The Maginot Line and the Jailbreak

The most interesting part of the paper, for me, is how it handles Misuse. The default approach across the industry right now is "model-level mitigation": using techniques like RLHF to fine-tune the model so it politely refuses to help you build a bioweapon.

DeepMind acknowledges this isn't enough. On its own, it's the AI equivalent of the Maginot Line.

In the 1930s, France built the Maginot Line: a massive, state-of-the-art wall of concrete fortifications along its border with Germany. It was supposed to be impenetrable. In 1940, the German army simply bypassed it by going through the Ardennes forest.

Relying entirely on a model's built-in "harmlessness" is building a Maginot Line. Attackers go around it, whether through jailbreaks, adversarial prompts, or by extracting the open model weights entirely and stripping the safety training off. So DeepMind argues you have to stop thinking at the level of the single model and start thinking about the whole system around it.

James Reason and the Swiss Cheese Model

This is the paper's core move: defense-in-depth, and the practice of building explicit "safety cases."

Since no single mitigation is foolproof, you stack them. This is the Swiss Cheese Model of accidents, developed by psychologist James Reason in the 1990s. In complex, high-risk systems like aviation or nuclear power, disasters rarely come from a single failure. They happen when multiple layers of defense fail at exactly the same moment: when the holes in the slices of cheese line up.

If we want to survive the development of AGI, we need a lot of slices of cheese. Say a model develops deceptive alignment, behaving during training but planning to defect in deployment. That's a hole in the first slice. But if we also have amplified oversight (using AI systems to help monitor other AI systems), that's a second slice. If we have mechanistic interpretability tools that can inspect the model's internal states, that's a third. And if we have strict system-level sandboxing, monitoring, and rate limits, that's a fourth. An attacker, or a misaligned model, now has to punch through all of them at once.

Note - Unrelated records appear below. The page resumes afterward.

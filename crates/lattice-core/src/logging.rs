//! Tracing subscriber setup.
//!
//! Filter resolution: `LATTICE_LOG`, then `[log].filter`, then `info`.
//! Headless commands log to stderr; the terminal UI owns the screen and
//! logs to a file instead.

use std::fs;
use std::path::Path;

use anyhow::{Context, Result};
use tracing_appender::non_blocking::WorkerGuard;
use tracing_subscriber::layer::SubscriberExt;
use tracing_subscriber::util::SubscriberInitExt;
use tracing_subscriber::{EnvFilter, fmt};

pub const LOG_ENV: &str = "LATTICE_LOG";
pub const LOG_FILE_NAME: &str = "lattice.log";
const DEFAULT_FILTER: &str = "info";

/// Builds the effective filter.
///
/// # Errors
/// Returns an error if the configured directive is malformed. A malformed
/// `LATTICE_LOG` falls back to the configured filter.
pub fn env_filter(configured: Option<&str>) -> Result<EnvFilter> {
    if let Ok(filter) = EnvFilter::try_from_env(LOG_ENV) {
        return Ok(filter);
    }
    let directive = configured.unwrap_or(DEFAULT_FILTER);
    EnvFilter::try_new(directive).with_context(|| format!("Invalid log filter '{directive}'"))
}

/// Installs a stderr subscriber.
///
/// # Errors
/// Returns an error if the filter is invalid or a subscriber is already set.
pub fn init_stderr(configured: Option<&str>) -> Result<()> {
    tracing_subscriber::registry()
        .with(env_filter(configured)?)
        .with(fmt::layer().with_writer(std::io::stderr).with_target(false))
        .try_init()
        .context("Failed to install log subscriber")
}

/// Installs a subscriber writing to `dir/lattice.log`.
///
/// Keep the returned guard alive until exit; dropping it flushes the writer.
///
/// # Errors
/// Returns an error if the directory cannot be created, the filter is
/// invalid, or a subscriber is already set.
pub fn init_file(dir: &Path, configured: Option<&str>) -> Result<WorkerGuard> {
    fs::create_dir_all(dir)
        .with_context(|| format!("Failed to create log directory {}", dir.display()))?;
    let appender = tracing_appender::rolling::never(dir, LOG_FILE_NAME);
    let (writer, guard) = tracing_appender::non_blocking(appender);

    tracing_subscriber::registry()
        .with(env_filter(configured)?)
        .with(fmt::layer().with_writer(writer).with_ansi(false))
        .try_init()
        .context("Failed to install log subscriber")?;
    Ok(guard)
}
//! Page manifest: the registration surface.
//!
//! A page is an ordered list of blocks, stacked top to bottom. Each block
//! declares what it does on first view. Bad per-block configuration never
//! fails the page; the block just renders without its effect.

use std::fs;
use std::path::Path;

use anyhow::{Context, Result};
use serde::{Deserialize, Serialize};
use tracing::debug;

use crate::animator::CounterTarget;
use crate::bars::BarSpec;
use crate::dispatcher::TargetKind;
use crate::visibility::{ElementId, Rect};

/// Vertical space between blocks, in CSS pixels.
pub const BLOCK_GAP: f64 = 24.0;
/// Page width used for layout. Visibility only depends on vertical overlap.
pub const PAGE_WIDTH: f64 = 1200.0;

fn default_page_template() -> &'static str {
    include_str!("../default_page.toml")
}

#[derive(Debug, Clone, Serialize, Deserialize)]
pub struct BarDef {
    pub label: String,
    pub width: f64,
}

/// Block kinds as written in the manifest.
#[derive(Debug, Clone, Serialize, Deserialize)]
#[serde(tag = "kind", rename_all = "snake_case")]
pub enum BlockKind {
    /// Static text; never tracked.
    Text { text: String },
    /// Fades in on first view.
    Reveal { text: String },
    Counter {
        label: String,
        /// Number literal; its canonical form sets the display precision.
        target: String,
        #[serde(default)]
        suffix: Option<String>,
    },
    BarGroup {
        #[serde(default)]
        title: Option<String>,
        bars: Vec<BarDef>,
    },
    /// Container of the live metrics feed.
    Live {
        #[serde(default)]
        title: Option<String>,
        /// Output slot names exposed by this section.
        #[serde(default)]
        slots: Vec<String>,
    },
}

#[derive(Debug, Clone, Serialize, Deserialize)]
pub struct Block {
    /// Optional anchor name.
    #[serde(default)]
    pub id: Option<String>,
    /// Height in CSS pixels.
    pub height: f64,
    #[serde(flatten)]
    pub kind: BlockKind,
}

#[derive(Debug, Clone, Serialize, Deserialize)]
pub struct PageManifest {
    pub title: String,
    #[serde(default, rename = "block")]
    pub blocks: Vec<Block>,
}

impl PageManifest {
    /// The stock LatticePress landing page.
    ///
    /// # Errors
    /// Returns an error if the embedded manifest fails to parse.
    pub fn builtin() -> Result<Self> {
        Self::parse(default_page_template()).context("Failed to parse built-in page")
    }

    /// # Errors
    /// Returns an error if `contents` is not a valid manifest.
    pub fn parse(contents: &str) -> Result<Self> {
        Ok(toml::from_str(contents)?)
    }

    /// # Errors
    /// Returns an error if the file cannot be read or parsed.
    pub fn load_from(path: &Path) -> Result<Self> {
        let contents = fs::read_to_string(path)
            .with_context(|| format!("Failed to read page from {}", path.display()))?;
        Self::parse(&contents).with_context(|| format!("Failed to parse page {}", path.display()))
    }

    /// Loads `path` if given, otherwise the built-in page.
    ///
    /// # Errors
    /// Returns an error if the selected manifest cannot be loaded.
    pub fn load_or_builtin(path: Option<&Path>) -> Result<Self> {
        match path {
            Some(path) => Self::load_from(path),
            None => Self::builtin(),
        }
    }

    /// Stacks blocks vertically and resolves their effects.
    pub fn layout(&self) -> PageLayout {
        let mut elements = Vec::with_capacity(self.blocks.len());
        let mut y = 0.0;
        for (index, block) in self.blocks.iter().enumerate() {
            let height = if block.height.is_finite() {
                block.height.max(0.0)
            } else {
                0.0
            };
            let id = ElementId(index);
            elements.push(LaidOutElement {
                id,
                rect: Rect::new(0.0, y, PAGE_WIDTH, height),
                block: block.clone(),
                role: resolve_role(id, &block.kind),
            });
            y += height + BLOCK_GAP;
        }
        let height = (y - BLOCK_GAP).max(0.0);
        PageLayout {
            title: self.title.clone(),
            elements,
            height,
        }
    }
}

/// What the engine does with a laid-out element.
#[derive(Debug, Clone, PartialEq)]
pub enum ElementRole {
    /// Nothing to trigger (static text or inert configuration).
    Static,
    Animated(TargetKind),
    Live { slots: Vec<String> },
}

fn resolve_role(id: ElementId, kind: &BlockKind) -> ElementRole {
    match kind {
        BlockKind::Text { .. } => ElementRole::Static,
        BlockKind::Reveal { .. } => ElementRole::Animated(TargetKind::Reveal),
        BlockKind::Counter { target, .. } => match CounterTarget::parse(target) {
            Some(counter) => ElementRole::Animated(TargetKind::Counter(counter)),
            None => {
                debug!(element = %id, target = %target, "counter inert: target is not a number");
                ElementRole::Static
            }
        },
        BlockKind::BarGroup { bars, .. } => {
            let specs: Vec<BarSpec> = bars
                .iter()
                .filter(|bar| {
                    let ok = bar.width.is_finite();
                    if !ok {
                        debug!(element = %id, label = %bar.label, "bar inert: width is not finite");
                    }
                    ok
                })
                .enumerate()
                .map(|(index, bar)| BarSpec {
                    index,
                    width_percent: bar.width.clamp(0.0, 100.0),
                })
                .collect();
            if specs.is_empty() {
                debug!(element = %id, "bar group inert: no usable bars");
                ElementRole::Static
            } else {
                ElementRole::Animated(TargetKind::BarGroup(specs))
            }
        }
        BlockKind::Live { slots, .. } => ElementRole::Live {
            slots: slots.clone(),
        },
    }
}

#[derive(Debug, Clone)]
pub struct LaidOutElement {
    pub id: ElementId,
    pub rect: Rect,
    pub block: Block,
    pub role: ElementRole,
}

/// A manifest with every block placed on the page.
#[derive(Debug, Clone)]
pub struct PageLayout {
    pub title: String,
    pub elements: Vec<LaidOutElement>,
    /// Total document height in CSS pixels.
    pub height: f64,
}

impl PageLayout {
    pub fn element(&self, id: ElementId) -> Option<&LaidOutElement> {
        self.elements.get(id.0)
    }

    pub fn rect_of(&self, id: ElementId) -> Option<Rect> {
        self.element(id).map(|e| e.rect)
    }

    /// The first live block, if any.
    pub fn live_element(&self) -> Option<&LaidOutElement> {
        self.elements
            .iter()
            .find(|e| matches!(e.role, ElementRole::Live { .. }))
    }

    /// Largest valid scroll offset for a viewport of `viewport_height`.
    pub fn max_scroll(&self, viewport_height: f64) -> f64 {
        (self.height - viewport_height).max(0.0)
    }
}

The catch is that the stack itself can still be attacked. A recent paper introduced an attack called STACK (a "staged attack") that targets exactly these layered safeguard pipelines: it defeats the defenses one component at a time, then combines the pieces, and managed a 71% success rate against one such pipeline. In other words, defense-in-depth raises the bar a lot, but it isn't a magic wall either; it's slices of cheese, and the work is never finished. To me that's a feature of the framing, not a bug. It keeps you honest about the fact that there's no final, perfect defense to build and walk away from.

Building the Right Defense

The reason this paper stuck with me is that it shifts the vibe of AI alignment from "existential dread" to "systems engineering."

We don't need magic to align AGI. We need rigorous threat modeling, redundancy, and a refusal to trust any single layer of defense. The paper lays out how we might build proactive safety cases before deploying these systems, rather than reacting after something breaks. That feels like the kind of building I actually want to be doing: figuring out how to systematically plug the holes in the cheese.